L’invention des guerres et l’origine du héros

Depuis que j’ai rencontré Rimbaud trafiquant de flingues,Gainsbarre exhibant puis regrettant Jane, et bon nombre d’écrivains américains notamment John Fante, Bukowski et Henri Miller que j’ai dévorés, j’ai arrêté de subir l’attraction des vertus héroïques. Au contraire je me suis dirigé, comme aimanté, vers la figure du loser magistral dans laquelle je me serais fondu totalement si je n’avais bénéficié du peu de discernement que la fortune m’a confié, non sans l’avoir gagné de haute lutte. Et aussi une volonté farouche de ne plus tomber que sur des infirmières.

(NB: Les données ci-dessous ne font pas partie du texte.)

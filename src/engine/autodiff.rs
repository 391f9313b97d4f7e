//! Reverse-mode differentiation by composing per-layer pullbacks.
//!
//! A forward pass returns its output together with a [`Pullback`]. Feeding the
//! pullback the gradient of some scalar with respect to that output yields the
//! gradient with respect to the layer's parameters (as a [`TensorTree`]) and
//! with respect to its input. Containers chain the pullbacks of their children
//! in reverse order.

use crate::{
    backend::{Backend, Elm},
    engine::{
        context::TrainingContext,
        layer::Layer,
        tree::{ParameterTree, TensorTree},
    },
};

type PullbackFn<'a, B> =
    Box<dyn FnOnce(&<B as Backend>::Tensor) -> (TensorTree<B>, <B as Backend>::Tensor) + 'a>;

/// Maps an output-space gradient to `(parameter gradient, input gradient)`.
pub struct Pullback<'a, B: Backend> {
    f: PullbackFn<'a, B>,
}

impl<'a, B: Backend> Pullback<'a, B> {
    pub fn new(f: impl FnOnce(&B::Tensor) -> (TensorTree<B>, B::Tensor) + 'a) -> Self {
        Self { f: Box::new(f) }
    }

    /// Pullback of a layer without parameters.
    pub fn input_only(f: impl FnOnce(&B::Tensor) -> B::Tensor + 'a) -> Self {
        Self::new(move |g| (TensorTree::new(), f(g)))
    }

    pub fn identity() -> Self {
        Self::input_only(|g| g.clone())
    }

    pub fn apply(self, grad_output: &B::Tensor) -> (TensorTree<B>, B::Tensor) {
        (self.f)(grad_output)
    }
}

impl<B: Backend> std::fmt::Debug for Pullback<'_, B> {
    fn fmt(&self, f: &mut std::fmt::Formatter<'_>) -> std::fmt::Result {
        f.write_str("Pullback(..)")
    }
}

pub fn value_with_pullback<'a, B, L>(
    layer: &'a L,
    ctx: &TrainingContext,
    x: &B::Tensor,
) -> (B::Tensor, Pullback<'a, B>)
where
    B: Backend,
    L: Layer<B> + ?Sized,
{
    layer.forward_with_pullback(ctx, x)
}

/// Runs `layer` forward, scores the output with `loss_fn` and pulls the loss
/// gradient back to the parameters.
///
/// `loss_fn` returns the scalar loss and its gradient with respect to the
/// layer output. The returned tree is congruent with `layer`.
pub fn value_with_gradient<B, L, F>(
    layer: &L,
    ctx: &TrainingContext,
    x: &B::Tensor,
    loss_fn: F,
) -> (Elm, TensorTree<B>)
where
    B: Backend,
    L: Layer<B> + ?Sized,
    F: FnOnce(&B::Tensor) -> (Elm, B::Tensor),
{
    let (y, pullback) = layer.forward_with_pullback(ctx, x);
    let (loss, grad_output) = loss_fn(&y);
    let (gradient, _) = pullback.apply(&grad_output);
    layer.assert_congruent(&gradient);
    (loss, gradient)
}
use std::{fs, path::Path};

use serde::Deserialize;
use tracing::debug;

use crate::{
    engine::optimizer::OptimizerConfig,
    error::{NnError, Result},
};

/// Settings for a classifier training run, usually read from a TOML file.
///
/// ```toml
/// epochs = 10
/// batch_size = 64
///
/// [optimizer]
/// kind = "adam"
/// learning_rate = 0.001
/// ```
#[derive(Debug, Clone, Deserialize)]
#[serde(default, deny_unknown_fields)]
pub struct TrainConfig {
    pub epochs: usize,
    pub batch_size: usize,
    pub hidden_size: usize,
    pub shuffle: bool,
    pub seed: Option<u64>,
    pub optimizer: OptimizerConfig,
}

impl Default for TrainConfig {
    fn default() -> Self {
        Self {
            epochs: 10,
            batch_size: 64,
            hidden_size: 30,
            shuffle: true,
            seed: None,
            optimizer: OptimizerConfig::default(),
        }
    }
}

impl TrainConfig {
    pub fn from_toml_str(src: &str) -> Result<Self> {
        let config: Self = toml::from_str(src)?;
        config.validate()?;
        Ok(config)
    }

    pub fn load(path: impl AsRef<Path>) -> Result<Self> {
        let path = path.as_ref();
        let src = fs::read_to_string(path)?;
        let config = Self::from_toml_str(&src)?;
        debug!(path = %path.display(), ?config, "loaded training config");
        Ok(config)
    }

    /// Checks the loop settings. Optimizer hyperparameters are validated when
    /// the optimizer is built.
    pub fn validate(&self) -> Result<()> {
        if self.batch_size == 0 {
            return Err(NnError::InvalidShape("batch_size must be positive".into()));
        }
        if self.hidden_size == 0 {
            return Err(NnError::InvalidShape("hidden_size must be positive".into()));
        }
        Ok(())
    }
}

Car à la fin, devenu loser par mimétisme, j’y découvrais l’exhumation de vieilleries idéologiques , à commencer par le rôle du martyr et toute la cargaison de poncifs judéo-chrétiens qui va avec. J’ai décidé d’arrêter aussi. Dur de trouver un autre modèle une fois ces deux là dégommés. Que peut il bien y avoir entre héros et loser ? Au bout du compte il s’agissait d’un simple sevrage pour saisir que je n’avais plus rien à attendre, que rien de s’écoulerait plus des mamelles de la « culture du près à téter » dans laquelle nous ne cessons de nous vautrer juste parce qu’on veut bien être des cochons d’enfants gâtés plutôt que de vrais humains. J’ai tenté encore un peu ma chance pour passer le temps avec le taoïsme, le bouddhisme, le cynisme, enfin bref, tout ce qui pouvait apporter un peu de recul et d’éclairage vis à vis de mes comportements douteux. J’ai tenté de me priver d’ego Puis de l’exacerber en devenant artiste.